印象深いところを引用して、それなりにですが毎回まとめを作ろうかとおもいます。
「…」は省略、( )内は私の補足、引用部分はカラーにします。
2 生きがいを感じるこころ(P.14-25)
パスカルのいうとおり心情には理性とはまたべつな道理がある…。なんといっても生きがいについて一番正直なものは感情であろう。
その感情の形成について、
子供にとっては「あそび」こそ全人格的な活動であり、真の仕事、すなわち天職なのであるから、そこで味わうよろこびこそ子供の最大の生きがい感であろう。
…無償の遊戯的活動こそ文化的活動の芽ばえる母胎と考えられる…。たとえば数学的思考といった最も抽象的な知的活動を通して氏(数学者)の歓びが経験されるとしても。これを支える情緒的基盤は少年時代と少しも変わらないと考えてよいだろう。
感情の形成それが生きがいの土壌になる。それは文化的活動、さらには数学者の探求心にまで及ぶという。

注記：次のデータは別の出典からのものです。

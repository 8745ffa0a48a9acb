//! Summarizes the text held in a global property

use schemars::JsonSchema;
use serde::{Deserialize, Serialize};
use std::sync::Arc;
use tracing::info;

use crate::agents::assistant::{Assistant, AssistantContext, FunctionDescriptor, FunctionRegistry};
use crate::agents::domain::AssistantResponse;
use crate::agents::error::AgentResult;
use crate::agents::llm::{CompletionRequest, LlmProvider};
use crate::agents::orchestration::prompt::render;
use crate::agents::session::Session;

pub const SUMMARY_ASSISTANT: &str = "SummaryAssistant";

/// Global property receiving the summary
pub const SUMMARIZATION_PROPERTY: &str = "summarization";

const SUMMARY_TEMPLATE: &str = r#"{% if context %}You will summarize the following text using a context as a guideline
Context: {{ context }}
{% else %}You will summarize the following text:
{% endif %}
Text:
{{ text }}
"#;

#[derive(Debug, Deserialize, JsonSchema)]
#[serde(rename_all = "camelCase")]
pub struct SummarizeArgs {
    /// The name of the property to get
    pub property_name: String,
    /// The context for the summarization
    #[serde(default)]
    pub context: Option<String>,
}

#[derive(Serialize)]
struct SummaryPrompt<'a> {
    text: &'a str,
    context: Option<&'a str>,
}

pub struct SummaryAssistant {
    context: Arc<AssistantContext>,
    registry: FunctionRegistry,
}

impl SummaryAssistant {
    pub fn new(provider: Arc<dyn LlmProvider>) -> Self {
        let context = AssistantContext::new(SUMMARY_ASSISTANT);
        let mut registry = FunctionRegistry::new(SUMMARY_ASSISTANT);

        let summarize_ctx = context.clone();
        registry.register(FunctionDescriptor::typed(
            "Summarize",
            "Summarize a text contained in an assistant property using an optional context!",
            move |args: SummarizeArgs, ctx| {
                let context = summarize_ctx.clone();
                let provider = provider.clone();
                async move {
                    let text = context.orchestrator()?.require_property(&args.property_name)?;
                    let summary = summarize(
                        provider.as_ref(),
                        ctx.session(),
                        &text,
                        args.context.as_deref().filter(|c| !c.trim().is_empty()),
                    )
                    .await?;

                    info!(property = %args.property_name, chars = summary.len(), "Summary stored");
                    context.set_global_property(SUMMARIZATION_PROPERTY, summary)?;
                    Ok(AssistantResponse::new("Summary saved in summarization property"))
                }
            },
        ));

        Self { context, registry }
    }
}

impl Assistant for SummaryAssistant {
    fn context(&self) -> &AssistantContext {
        &self.context
    }

    fn registry(&self) -> &FunctionRegistry {
        &self.registry
    }
}

/// Ask the model for a summary of `text`
pub async fn summarize(
    provider: &dyn LlmProvider,
    session: &Session,
    text: &str,
    context: Option<&str>,
) -> AgentResult<String> {
    let prompt = render(SUMMARY_TEMPLATE, &SummaryPrompt { text, context })?;
    let response = session.complete(provider, CompletionRequest::from_prompt(prompt)).await?;
    Ok(response.content().to_string())
}

#[cfg(test)]
mod tests {
    use super::*;
    use crate::agents::assistant::{FunctionContext, OrchestratorHandle, PropertyBag};
    use crate::agents::error::AgentError;
    use crate::agents::llm::ScriptedProvider;
    use serde_json::json;

    fn bound(provider: Arc<ScriptedProvider>) -> (SummaryAssistant, Arc<PropertyBag>) {
        let globals = Arc::new(PropertyBag::new());
        let assistant = SummaryAssistant::new(provider);
        assistant
            .bind(OrchestratorHandle::new(SUMMARY_ASSISTANT, &globals))
            .unwrap();
        (assistant, globals)
    }

    #[tokio::test]
    async fn test_summary_stored_in_global_property() {
        let provider = Arc::new(ScriptedProvider::new("gpt-4o-mini"));
        provider.push_text("A short summary").await;
        let (assistant, globals) = bound(provider.clone());
        globals.set("transcription", "a very long transcript");

        let response = assistant
            .execute_function(
                "Summarize",
                json!({ "propertyName": "transcription", "context": "focus on dates" }),
                FunctionContext::new(Session::new()),
            )
            .await
            .unwrap();

        assert_eq!(response.text, "Summary saved in summarization property");
        assert_eq!(globals.get(SUMMARIZATION_PROPERTY).as_deref(), Some("A short summary"));

        let prompt = &provider.requests().await[0].messages[0].content;
        assert!(prompt.starts_with("You will summarize the following text using a context as a guideline"));
        assert!(prompt.contains("Context: focus on dates"));
        assert!(prompt.contains("Text:\na very long transcript"));
    }

    #[tokio::test]
    async fn test_prompt_without_context() {
        let provider = Arc::new(ScriptedProvider::new("gpt-4o-mini"));
        provider.push_text("summary").await;

        summarize(provider.as_ref(), &Session::new(), "body", None).await.unwrap();

        let prompt = &provider.requests().await[0].messages[0].content;
        assert!(prompt.starts_with("You will summarize the following text:\n"));
        assert!(!prompt.contains("Context:"));
    }

    #[tokio::test]
    async fn test_missing_property_fails_without_completion() {
        let provider = Arc::new(ScriptedProvider::new("gpt-4o-mini"));
        let (assistant, _globals) = bound(provider.clone());

        let err = assistant
            .execute_function(
                "Summarize",
                json!({ "propertyName": "transcription" }),
                FunctionContext::new(Session::new()),
            )
            .await
            .unwrap_err();

        assert!(matches!(
            err,
            AgentError::ExecutorFailure { source, .. } if matches!(*source, AgentError::PropertyNotFound(_))
        ));
        assert_eq!(provider.call_count().await, 0);
    }
}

人間の活動の中で、真のよろこびをもたらすものは目的、効用、必要、理由などと関係のない「それ自らのための活動」であるという。たしかに何か利益や効果を目標とした活動よりも、ただ「やりたいからやる」ことの方がいきいきとしてよろこびを生む。
でも、「それ自らのための活動」というのわかりやすいが、だれでもそれがもてるものなのだろうか、それを許さない外的内的な葛藤があるはずだ。ま、それは次回以降へ。
このあたりで論旨は方向を変わる。
しかし、希望や信頼の念は必ずしも建設的方向にのみ働くとはかぎらない。
のであり、
深い認識や観照や思索のためには、よろこびよりむしろ苦しみや悲しみのほうが寄与するところが大きいと思われる。
ほんとうに生きている、という感じをもつためには、生のながれはあまりになめらかであるよりはそこに多少の抵抗感が必要であった。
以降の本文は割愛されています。